### WORK TO COMPLETE
Each line of the data must be reproduced as it appears.

Saved data entries:
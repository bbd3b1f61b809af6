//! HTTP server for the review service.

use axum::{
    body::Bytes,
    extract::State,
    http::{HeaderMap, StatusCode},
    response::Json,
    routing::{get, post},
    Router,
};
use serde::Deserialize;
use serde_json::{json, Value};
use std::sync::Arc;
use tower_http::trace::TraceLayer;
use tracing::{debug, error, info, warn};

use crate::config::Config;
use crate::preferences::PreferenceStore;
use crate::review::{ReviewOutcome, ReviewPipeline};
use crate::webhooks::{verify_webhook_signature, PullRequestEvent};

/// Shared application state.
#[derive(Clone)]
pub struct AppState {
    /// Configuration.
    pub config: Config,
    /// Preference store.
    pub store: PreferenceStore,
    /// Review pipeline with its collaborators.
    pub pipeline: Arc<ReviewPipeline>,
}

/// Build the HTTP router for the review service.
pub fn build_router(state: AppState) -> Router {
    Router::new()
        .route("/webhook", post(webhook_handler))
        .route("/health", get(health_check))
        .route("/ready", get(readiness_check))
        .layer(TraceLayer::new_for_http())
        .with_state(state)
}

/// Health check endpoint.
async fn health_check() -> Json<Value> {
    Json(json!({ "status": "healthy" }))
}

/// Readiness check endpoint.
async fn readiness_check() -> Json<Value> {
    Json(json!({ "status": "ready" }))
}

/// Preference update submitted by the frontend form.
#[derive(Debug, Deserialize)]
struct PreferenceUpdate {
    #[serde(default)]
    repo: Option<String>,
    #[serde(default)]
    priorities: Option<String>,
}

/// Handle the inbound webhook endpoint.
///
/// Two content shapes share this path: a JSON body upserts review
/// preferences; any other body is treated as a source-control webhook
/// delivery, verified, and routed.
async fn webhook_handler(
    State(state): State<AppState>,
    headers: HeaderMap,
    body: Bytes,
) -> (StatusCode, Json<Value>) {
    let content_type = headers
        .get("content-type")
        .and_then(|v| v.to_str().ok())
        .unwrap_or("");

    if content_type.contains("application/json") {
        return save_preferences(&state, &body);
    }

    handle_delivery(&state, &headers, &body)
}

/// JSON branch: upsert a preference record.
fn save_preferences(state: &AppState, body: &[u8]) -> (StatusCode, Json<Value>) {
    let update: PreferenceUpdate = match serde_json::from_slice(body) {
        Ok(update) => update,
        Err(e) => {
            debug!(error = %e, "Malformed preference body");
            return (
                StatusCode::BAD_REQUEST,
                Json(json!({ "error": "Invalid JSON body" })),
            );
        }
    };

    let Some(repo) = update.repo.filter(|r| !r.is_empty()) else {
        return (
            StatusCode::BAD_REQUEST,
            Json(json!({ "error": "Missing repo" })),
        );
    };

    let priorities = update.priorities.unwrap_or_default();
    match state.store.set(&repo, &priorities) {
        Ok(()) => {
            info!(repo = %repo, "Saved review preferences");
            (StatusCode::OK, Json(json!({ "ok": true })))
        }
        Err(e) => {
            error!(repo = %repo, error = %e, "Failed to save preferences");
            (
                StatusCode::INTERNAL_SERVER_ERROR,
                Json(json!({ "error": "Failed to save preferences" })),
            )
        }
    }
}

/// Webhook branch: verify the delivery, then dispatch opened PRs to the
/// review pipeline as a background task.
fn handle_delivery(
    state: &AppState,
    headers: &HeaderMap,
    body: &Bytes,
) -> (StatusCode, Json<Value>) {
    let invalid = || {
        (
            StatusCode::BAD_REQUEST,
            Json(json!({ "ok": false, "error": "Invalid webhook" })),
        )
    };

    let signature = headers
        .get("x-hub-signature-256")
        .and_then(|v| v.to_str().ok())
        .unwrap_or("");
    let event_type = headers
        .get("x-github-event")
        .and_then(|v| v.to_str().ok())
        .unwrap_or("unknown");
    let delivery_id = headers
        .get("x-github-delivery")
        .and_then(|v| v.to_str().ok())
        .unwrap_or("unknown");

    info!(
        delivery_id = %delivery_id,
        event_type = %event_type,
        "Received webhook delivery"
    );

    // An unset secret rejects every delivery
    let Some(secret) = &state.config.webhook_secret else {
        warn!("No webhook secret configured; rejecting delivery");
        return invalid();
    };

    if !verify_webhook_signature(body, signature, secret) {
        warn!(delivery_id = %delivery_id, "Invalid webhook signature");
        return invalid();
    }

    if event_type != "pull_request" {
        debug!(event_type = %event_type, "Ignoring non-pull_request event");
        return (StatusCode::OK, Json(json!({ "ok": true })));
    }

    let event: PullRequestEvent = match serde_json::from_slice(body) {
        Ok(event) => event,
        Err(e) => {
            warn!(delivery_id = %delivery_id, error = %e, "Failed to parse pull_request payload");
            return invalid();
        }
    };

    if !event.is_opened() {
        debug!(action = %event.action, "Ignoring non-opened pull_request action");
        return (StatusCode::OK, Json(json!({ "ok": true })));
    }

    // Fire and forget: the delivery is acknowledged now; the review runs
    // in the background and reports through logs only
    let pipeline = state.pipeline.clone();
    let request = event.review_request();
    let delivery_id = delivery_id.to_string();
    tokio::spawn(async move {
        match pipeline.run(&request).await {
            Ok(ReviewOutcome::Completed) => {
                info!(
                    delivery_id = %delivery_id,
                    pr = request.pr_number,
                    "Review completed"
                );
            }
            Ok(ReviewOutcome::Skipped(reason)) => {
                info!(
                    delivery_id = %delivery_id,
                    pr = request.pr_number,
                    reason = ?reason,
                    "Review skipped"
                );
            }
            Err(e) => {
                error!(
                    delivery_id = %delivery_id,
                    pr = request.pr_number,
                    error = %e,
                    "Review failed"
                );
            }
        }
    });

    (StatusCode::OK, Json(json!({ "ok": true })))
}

### RESPONSE
repository bbd3b1f61b809af6
//! HTTP server for the review service.

use axum::{
    body::Bytes,
    extract::State,
    http::{HeaderMap, StatusCode},
    response::Json,
    routing::{get, post},
    Router,
};
use serde::Deserialize;
use serde_json::{json, Value};
use std::sync::Arc;
use tower_http::trace::TraceLayer;
use tracing::{debug, error, info, warn};

use crate::config::Config;
use crate::preferences::PreferenceStore;
use crate::review::{ReviewOutcome, ReviewPipeline};
use crate::webhooks::{verify_webhook_signature, PullRequestEvent};

/// Shared application state.
#[derive(Clone)]
pub struct AppState {
    /// Configuration.
    pub config: Config,
    /// Preference store.
    pub store: PreferenceStore,
    /// Review pipeline with its collaborators.
    pub pipeline: Arc<ReviewPipeline>,
}

/// Build the HTTP router for the review service.
pub fn build_router(state: AppState) -> Router {
    Router::new()
        .route("/webhook", post(webhook_handler))
        .route("/health", get(health_check))
        .route("/ready", get(readiness_check))
        .layer(TraceLayer::new_for_http())
        .with_state(state)
}

/// Health check endpoint.
async fn health_check() -> Json<Value> {
    Json(json!({ "status": "healthy" }))
}

/// Readiness check endpoint.
async fn readiness_check() -> Json<Value> {
    Json(json!({ "status": "ready" }))
}

/// Preference update submitted by the frontend form.
#[derive(Debug, Deserialize)]
struct PreferenceUpdate {
    #[serde(default)]
    repo: Option<String>,
    #[serde(default)]
    priorities: Option<String>,
}

/// Handle the inbound webhook endpoint.
///
/// Two content shapes share this path: a JSON body upserts review
/// preferences; any other body is treated as a source-control webhook
/// delivery, verified, and routed.
async fn webhook_handler(
    State(state): State<AppState>,
    headers: HeaderMap,
    body: Bytes,
) -> (StatusCode, Json<Value>) {
    let content_type = headers
        .get("content-type")
        .and_then(|v| v.to_str().ok())
        .unwrap_or("");

    if content_type.contains("application/json") {
        return save_preferences(&state, &body);
    }

    handle_delivery(&state, &headers, &body)
}

/// JSON branch: upsert a preference record.
fn save_preferences(state: &AppState, body: &[u8]) -> (StatusCode, Json<Value>) {
    let update: PreferenceUpdate = match serde_json::from_slice(body) {
        Ok(update) => update,
        Err(e) => {
            debug!(error = %e, "Malformed preference body");
            return (
                StatusCode::BAD_REQUEST,
                Json(json!({ "error": "Invalid JSON body" })),
            );
        }
    };

    let Some(repo) = update.repo.filter(|r| !r.is_empty()) else {
        return (
            StatusCode::BAD_REQUEST,
            Json(json!({ "error": "Missing repo" })),
        );
    };

    let priorities = update.priorities.unwrap_or_default();
    match state.store.set(&repo, &priorities) {
        Ok(()) => {
            info!(repo = %repo, "Saved review preferences");
            (StatusCode::OK, Json(json!({ "ok": true })))
        }
        Err(e) => {
            error!(repo = %repo, error = %e, "Failed to save preferences");
            (
                StatusCode::INTERNAL_SERVER_ERROR,
                Json(json!({ "error": "Failed to save preferences" })),
            )
        }
    }
}

/// Webhook branch: verify the delivery, then dispatch opened PRs to the
/// review pipeline as a background task.
fn handle_delivery(
    state: &AppState,
    headers: &HeaderMap,
    body: &Bytes,
) -> (StatusCode, Json<Value>) {
    let invalid = || {
        (
            StatusCode::BAD_REQUEST,
            Json(json!({ "ok": false, "error": "Invalid webhook" })),
        )
    };

    let signature = headers
        .get("x-hub-signature-256")
        .and_then(|v| v.to_str().ok())
        .unwrap_or("");
    let event_type = headers
        .get("x-github-event")
        .and_then(|v| v.to_str().ok())
        .unwrap_or("unknown");
    let delivery_id = headers
        .get("x-github-delivery")
        .and_then(|v| v.to_str().ok())
        .unwrap_or("unknown");

    info!(
        delivery_id = %delivery_id,
        event_type = %event_type,
        "Received webhook delivery"
    );

    // An unset secret rejects every delivery
    let Some(secret) = &state.config.webhook_secret else {
        warn!("No webhook secret configured; rejecting delivery");
        return invalid();
    };

    if !verify_webhook_signature(body, signature, secret) {
        warn!(delivery_id = %delivery_id, "Invalid webhook signature");
        return invalid();
    }

    if event_type != "pull_request" {
        debug!(event_type = %event_type, "Ignoring non-pull_request event");
        return (StatusCode::OK, Json(json!({ "ok": true })));
    }

    let event: PullRequestEvent = match serde_json::from_slice(body) {
        Ok(event) => event,
        Err(e) => {
            warn!(delivery_id = %delivery_id, error = %e, "Failed to parse pull_request payload");
            return invalid();
        }
    };

    if !event.is_opened() {
        debug!(action = %event.action, "Ignoring non-opened pull_request action");
        return (StatusCode::OK, Json(json!({ "ok": true })));
    }

    // Fire and forget: the delivery is acknowledged now; the review runs
    // in the background and reports through logs only
    let pipeline = state.pipeline.clone();
    let request = event.review_request();
    let delivery_id = delivery_id.to_string();
    tokio::spawn(async move {
        match pipeline.run(&request).await {
            Ok(ReviewOutcome::Completed) => {
                info!(
                    delivery_id = %delivery_id,
                    pr = request.pr_number,
                    "Review completed"
                );
            }
            Ok(ReviewOutcome::Skipped(reason)) => {
                info!(
                    delivery_id = %delivery_id,
                    pr = request.pr_number,
                    reason = ?reason,
                    "Review skipped"
                );
            }
            Err(e) => {
                error!(
                    delivery_id = %delivery_id,
                    pr = request.pr_number,
                    error = %e,
                    "Review failed"
                );
            }
        }
    });

    (StatusCode::OK, Json(json!({ "ok": true })))
}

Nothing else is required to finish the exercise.